[Items from a dataset]

——————————

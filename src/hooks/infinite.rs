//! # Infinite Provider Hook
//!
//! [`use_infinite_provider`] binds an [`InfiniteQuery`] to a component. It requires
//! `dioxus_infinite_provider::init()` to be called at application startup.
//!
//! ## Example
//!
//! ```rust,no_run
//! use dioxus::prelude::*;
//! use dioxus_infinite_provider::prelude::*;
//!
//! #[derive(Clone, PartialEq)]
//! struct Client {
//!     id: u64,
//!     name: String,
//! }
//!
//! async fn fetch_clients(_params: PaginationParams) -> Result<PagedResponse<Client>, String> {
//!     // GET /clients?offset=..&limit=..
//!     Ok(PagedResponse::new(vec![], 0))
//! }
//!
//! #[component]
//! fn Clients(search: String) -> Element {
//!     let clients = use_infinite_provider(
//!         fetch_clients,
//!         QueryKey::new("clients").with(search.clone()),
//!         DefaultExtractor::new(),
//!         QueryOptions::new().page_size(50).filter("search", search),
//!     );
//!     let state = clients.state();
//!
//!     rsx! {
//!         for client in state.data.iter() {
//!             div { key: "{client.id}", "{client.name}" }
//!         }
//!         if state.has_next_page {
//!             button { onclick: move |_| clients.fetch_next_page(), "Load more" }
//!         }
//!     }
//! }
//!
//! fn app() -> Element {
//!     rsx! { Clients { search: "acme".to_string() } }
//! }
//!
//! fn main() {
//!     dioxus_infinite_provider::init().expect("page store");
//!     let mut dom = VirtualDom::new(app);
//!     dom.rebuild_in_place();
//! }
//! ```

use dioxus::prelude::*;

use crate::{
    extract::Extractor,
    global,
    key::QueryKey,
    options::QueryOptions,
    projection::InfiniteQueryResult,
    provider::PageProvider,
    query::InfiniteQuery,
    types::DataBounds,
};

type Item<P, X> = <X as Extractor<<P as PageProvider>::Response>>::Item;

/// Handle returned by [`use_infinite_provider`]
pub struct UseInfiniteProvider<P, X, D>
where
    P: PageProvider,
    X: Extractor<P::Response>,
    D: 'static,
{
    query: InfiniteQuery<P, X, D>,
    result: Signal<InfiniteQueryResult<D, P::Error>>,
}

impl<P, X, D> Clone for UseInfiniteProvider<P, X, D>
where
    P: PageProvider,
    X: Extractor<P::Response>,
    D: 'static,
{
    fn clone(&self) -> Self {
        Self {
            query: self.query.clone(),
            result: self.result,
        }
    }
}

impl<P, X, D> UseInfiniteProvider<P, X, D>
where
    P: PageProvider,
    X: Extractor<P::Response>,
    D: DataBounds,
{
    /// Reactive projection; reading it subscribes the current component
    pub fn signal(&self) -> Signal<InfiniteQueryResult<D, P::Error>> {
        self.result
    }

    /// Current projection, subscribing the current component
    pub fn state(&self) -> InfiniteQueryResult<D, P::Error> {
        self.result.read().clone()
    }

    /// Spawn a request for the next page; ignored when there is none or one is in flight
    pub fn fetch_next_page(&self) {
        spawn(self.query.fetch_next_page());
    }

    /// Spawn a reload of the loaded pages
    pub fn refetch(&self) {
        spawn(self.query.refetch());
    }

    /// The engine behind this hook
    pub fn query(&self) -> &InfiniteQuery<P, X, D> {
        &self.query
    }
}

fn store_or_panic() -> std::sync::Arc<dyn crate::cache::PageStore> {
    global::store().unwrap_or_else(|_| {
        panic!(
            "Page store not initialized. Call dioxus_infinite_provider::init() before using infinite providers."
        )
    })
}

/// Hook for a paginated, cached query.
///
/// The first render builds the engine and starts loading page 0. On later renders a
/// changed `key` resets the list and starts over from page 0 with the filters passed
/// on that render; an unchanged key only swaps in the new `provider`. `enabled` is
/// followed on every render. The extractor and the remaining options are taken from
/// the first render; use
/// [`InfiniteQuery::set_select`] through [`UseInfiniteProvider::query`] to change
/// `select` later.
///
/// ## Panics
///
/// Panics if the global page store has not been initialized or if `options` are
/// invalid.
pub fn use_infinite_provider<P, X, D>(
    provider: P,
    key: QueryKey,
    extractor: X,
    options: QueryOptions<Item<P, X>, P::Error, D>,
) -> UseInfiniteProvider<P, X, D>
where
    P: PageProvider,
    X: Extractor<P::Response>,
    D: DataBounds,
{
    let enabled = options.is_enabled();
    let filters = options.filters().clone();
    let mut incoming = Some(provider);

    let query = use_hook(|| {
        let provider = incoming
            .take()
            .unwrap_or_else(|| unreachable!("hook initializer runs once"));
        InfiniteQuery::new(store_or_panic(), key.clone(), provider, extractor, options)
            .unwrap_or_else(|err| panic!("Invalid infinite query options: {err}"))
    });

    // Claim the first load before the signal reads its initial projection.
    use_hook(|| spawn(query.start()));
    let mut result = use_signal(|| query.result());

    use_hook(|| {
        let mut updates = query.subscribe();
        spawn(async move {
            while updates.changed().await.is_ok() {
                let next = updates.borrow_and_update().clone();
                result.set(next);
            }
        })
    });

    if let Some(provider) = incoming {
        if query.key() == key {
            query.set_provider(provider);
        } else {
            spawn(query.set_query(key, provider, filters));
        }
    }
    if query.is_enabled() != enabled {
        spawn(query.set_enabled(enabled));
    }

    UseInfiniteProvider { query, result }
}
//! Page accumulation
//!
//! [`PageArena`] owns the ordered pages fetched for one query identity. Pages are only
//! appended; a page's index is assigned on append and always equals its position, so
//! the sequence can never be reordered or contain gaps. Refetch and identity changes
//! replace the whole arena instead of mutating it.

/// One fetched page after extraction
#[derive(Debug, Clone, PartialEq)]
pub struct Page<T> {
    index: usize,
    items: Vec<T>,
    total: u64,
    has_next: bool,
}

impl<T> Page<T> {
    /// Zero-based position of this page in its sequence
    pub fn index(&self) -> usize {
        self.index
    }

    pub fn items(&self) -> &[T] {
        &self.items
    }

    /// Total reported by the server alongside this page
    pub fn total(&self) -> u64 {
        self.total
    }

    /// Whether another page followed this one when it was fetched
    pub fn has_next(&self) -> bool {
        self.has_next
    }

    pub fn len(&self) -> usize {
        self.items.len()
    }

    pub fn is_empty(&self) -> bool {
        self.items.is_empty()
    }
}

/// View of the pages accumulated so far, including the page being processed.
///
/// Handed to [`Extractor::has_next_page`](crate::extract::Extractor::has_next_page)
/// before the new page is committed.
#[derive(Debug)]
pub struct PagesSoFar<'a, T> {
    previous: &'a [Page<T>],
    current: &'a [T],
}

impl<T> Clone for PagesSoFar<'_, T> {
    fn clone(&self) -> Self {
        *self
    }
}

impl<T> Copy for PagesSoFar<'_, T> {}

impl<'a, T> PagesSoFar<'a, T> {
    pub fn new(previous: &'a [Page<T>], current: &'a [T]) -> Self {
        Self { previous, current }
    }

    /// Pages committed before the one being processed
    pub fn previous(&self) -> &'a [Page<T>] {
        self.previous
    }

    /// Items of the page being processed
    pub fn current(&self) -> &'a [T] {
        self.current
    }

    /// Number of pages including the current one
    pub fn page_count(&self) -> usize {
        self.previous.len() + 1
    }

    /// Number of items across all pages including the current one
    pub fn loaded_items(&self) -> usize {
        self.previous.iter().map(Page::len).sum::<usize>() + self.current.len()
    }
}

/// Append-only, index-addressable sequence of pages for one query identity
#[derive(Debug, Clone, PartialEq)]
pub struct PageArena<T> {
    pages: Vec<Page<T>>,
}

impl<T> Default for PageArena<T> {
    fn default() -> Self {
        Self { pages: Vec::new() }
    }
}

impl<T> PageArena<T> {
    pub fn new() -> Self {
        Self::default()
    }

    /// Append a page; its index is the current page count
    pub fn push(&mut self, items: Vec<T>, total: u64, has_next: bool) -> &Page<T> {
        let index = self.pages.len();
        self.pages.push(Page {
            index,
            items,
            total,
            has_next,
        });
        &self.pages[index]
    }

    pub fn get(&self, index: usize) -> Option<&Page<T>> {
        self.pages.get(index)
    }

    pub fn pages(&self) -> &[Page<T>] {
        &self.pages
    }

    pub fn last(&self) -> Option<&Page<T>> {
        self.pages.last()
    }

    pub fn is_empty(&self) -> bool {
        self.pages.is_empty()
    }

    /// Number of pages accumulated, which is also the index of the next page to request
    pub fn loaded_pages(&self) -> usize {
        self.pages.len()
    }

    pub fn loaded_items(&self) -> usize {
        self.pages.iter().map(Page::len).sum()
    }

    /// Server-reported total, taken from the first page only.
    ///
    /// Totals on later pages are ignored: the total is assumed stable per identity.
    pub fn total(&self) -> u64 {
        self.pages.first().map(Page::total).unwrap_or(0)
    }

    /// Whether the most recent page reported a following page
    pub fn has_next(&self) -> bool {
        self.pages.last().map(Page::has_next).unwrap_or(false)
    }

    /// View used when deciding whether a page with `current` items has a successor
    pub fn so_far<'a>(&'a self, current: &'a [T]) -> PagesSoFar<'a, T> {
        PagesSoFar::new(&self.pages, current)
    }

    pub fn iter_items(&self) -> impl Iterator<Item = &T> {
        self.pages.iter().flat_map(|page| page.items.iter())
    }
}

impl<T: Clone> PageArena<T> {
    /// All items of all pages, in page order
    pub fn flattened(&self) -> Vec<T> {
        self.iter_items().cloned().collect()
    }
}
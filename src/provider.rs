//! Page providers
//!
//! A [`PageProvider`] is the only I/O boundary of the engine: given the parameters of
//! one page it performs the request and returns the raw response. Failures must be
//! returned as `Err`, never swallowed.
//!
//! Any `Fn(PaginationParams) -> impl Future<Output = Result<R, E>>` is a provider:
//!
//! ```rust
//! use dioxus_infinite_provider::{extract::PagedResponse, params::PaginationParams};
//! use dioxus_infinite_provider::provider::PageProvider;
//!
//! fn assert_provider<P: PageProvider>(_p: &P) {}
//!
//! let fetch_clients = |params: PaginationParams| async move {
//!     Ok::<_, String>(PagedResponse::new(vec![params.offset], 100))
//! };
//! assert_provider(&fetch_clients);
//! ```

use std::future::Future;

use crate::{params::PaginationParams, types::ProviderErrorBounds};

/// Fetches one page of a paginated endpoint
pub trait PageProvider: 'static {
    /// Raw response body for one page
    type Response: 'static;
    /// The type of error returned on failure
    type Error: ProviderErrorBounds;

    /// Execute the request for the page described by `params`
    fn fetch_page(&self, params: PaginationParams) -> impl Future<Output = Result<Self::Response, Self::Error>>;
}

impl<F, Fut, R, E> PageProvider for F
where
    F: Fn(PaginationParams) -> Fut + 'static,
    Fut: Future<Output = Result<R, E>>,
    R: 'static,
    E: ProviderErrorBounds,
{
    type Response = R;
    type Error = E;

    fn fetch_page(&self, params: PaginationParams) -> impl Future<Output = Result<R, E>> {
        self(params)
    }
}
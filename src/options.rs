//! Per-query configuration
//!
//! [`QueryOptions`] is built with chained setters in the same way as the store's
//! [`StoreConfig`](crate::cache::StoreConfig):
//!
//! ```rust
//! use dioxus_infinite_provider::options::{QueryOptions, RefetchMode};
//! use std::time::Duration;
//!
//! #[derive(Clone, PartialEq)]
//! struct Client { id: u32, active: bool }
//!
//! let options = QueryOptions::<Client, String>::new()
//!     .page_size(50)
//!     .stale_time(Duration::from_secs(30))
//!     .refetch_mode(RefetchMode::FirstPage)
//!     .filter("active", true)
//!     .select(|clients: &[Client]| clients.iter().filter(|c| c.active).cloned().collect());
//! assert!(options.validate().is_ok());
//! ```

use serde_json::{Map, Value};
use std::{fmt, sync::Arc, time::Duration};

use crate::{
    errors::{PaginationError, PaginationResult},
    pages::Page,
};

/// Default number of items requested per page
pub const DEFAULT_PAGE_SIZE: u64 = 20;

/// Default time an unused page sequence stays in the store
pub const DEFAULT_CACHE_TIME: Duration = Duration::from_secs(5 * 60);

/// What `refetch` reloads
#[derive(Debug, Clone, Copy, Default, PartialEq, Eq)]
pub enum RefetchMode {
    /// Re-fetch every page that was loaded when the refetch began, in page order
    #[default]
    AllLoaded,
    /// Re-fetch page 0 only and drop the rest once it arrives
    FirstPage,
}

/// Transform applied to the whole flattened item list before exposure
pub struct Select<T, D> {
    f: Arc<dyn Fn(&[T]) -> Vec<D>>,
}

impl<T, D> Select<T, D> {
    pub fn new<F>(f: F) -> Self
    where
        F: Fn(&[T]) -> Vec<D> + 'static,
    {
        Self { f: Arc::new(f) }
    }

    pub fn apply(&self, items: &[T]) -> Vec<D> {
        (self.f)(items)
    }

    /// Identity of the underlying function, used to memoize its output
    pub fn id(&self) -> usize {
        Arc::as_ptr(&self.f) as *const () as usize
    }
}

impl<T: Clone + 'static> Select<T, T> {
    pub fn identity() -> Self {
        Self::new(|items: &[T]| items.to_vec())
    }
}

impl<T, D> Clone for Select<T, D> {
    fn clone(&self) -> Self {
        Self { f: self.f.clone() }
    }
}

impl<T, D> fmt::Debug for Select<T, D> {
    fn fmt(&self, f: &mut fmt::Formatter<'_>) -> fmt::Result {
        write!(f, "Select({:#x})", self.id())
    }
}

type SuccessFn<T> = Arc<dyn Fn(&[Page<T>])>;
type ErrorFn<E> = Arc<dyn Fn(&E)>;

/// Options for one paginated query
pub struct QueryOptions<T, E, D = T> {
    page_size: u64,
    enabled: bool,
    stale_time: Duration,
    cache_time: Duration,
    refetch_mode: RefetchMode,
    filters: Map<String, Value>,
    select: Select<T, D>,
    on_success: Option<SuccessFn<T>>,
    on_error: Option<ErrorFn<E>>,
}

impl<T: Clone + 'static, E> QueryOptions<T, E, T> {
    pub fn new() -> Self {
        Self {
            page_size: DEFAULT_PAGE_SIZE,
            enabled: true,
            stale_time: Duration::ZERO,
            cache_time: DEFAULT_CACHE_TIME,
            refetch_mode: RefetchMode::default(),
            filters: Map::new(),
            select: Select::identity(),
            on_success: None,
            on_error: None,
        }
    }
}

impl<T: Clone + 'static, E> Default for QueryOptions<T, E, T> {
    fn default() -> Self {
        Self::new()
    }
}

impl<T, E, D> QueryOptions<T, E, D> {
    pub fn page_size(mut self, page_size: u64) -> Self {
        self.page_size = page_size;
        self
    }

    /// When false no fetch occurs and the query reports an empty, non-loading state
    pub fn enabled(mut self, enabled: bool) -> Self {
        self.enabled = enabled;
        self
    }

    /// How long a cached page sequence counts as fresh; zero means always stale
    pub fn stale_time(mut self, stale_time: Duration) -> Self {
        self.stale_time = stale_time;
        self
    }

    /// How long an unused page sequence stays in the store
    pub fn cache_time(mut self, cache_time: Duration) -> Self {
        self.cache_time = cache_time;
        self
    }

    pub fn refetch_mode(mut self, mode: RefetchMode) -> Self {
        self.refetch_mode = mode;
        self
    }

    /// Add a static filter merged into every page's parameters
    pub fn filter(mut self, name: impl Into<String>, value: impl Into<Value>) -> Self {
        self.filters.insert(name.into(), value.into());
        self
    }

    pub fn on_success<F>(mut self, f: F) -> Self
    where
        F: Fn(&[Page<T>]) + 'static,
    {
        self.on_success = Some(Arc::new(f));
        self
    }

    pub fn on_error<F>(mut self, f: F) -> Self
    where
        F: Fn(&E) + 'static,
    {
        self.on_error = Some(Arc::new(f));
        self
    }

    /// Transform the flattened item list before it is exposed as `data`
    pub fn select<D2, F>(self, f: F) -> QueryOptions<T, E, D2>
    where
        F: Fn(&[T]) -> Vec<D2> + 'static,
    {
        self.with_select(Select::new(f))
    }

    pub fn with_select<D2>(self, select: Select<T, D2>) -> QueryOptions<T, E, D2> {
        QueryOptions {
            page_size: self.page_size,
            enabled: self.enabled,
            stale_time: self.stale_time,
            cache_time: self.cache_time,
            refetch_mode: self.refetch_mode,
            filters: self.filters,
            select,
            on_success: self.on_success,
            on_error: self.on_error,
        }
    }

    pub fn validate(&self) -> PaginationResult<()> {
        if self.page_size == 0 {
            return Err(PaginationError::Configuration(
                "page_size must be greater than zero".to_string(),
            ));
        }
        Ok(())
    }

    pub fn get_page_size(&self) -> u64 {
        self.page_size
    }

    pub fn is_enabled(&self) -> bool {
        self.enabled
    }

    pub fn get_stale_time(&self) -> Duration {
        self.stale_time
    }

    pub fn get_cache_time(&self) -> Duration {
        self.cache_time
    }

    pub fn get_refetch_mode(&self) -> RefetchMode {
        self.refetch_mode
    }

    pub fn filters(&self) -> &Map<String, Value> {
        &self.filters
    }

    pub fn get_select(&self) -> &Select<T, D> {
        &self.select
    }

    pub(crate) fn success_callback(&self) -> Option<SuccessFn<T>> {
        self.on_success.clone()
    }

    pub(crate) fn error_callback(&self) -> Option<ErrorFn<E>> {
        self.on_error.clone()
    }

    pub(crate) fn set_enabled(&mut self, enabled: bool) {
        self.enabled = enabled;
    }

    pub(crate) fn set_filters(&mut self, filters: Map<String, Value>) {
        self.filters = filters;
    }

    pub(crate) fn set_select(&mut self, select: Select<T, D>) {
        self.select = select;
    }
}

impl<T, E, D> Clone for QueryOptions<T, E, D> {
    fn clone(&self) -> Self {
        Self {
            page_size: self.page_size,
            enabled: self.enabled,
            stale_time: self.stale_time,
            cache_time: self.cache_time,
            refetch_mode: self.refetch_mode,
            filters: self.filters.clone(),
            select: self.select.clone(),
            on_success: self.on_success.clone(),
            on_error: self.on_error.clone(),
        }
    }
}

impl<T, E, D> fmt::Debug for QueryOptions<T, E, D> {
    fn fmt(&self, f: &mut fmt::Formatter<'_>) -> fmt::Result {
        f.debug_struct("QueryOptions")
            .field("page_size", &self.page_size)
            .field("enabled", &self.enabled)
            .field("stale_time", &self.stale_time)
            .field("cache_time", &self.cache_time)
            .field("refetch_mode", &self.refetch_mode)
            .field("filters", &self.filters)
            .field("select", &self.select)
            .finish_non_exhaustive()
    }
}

——————————

◆ Activity: A count is needed of the lines above that hold the word "updates"; give that count and no other text.

◆ Answer for the task: 3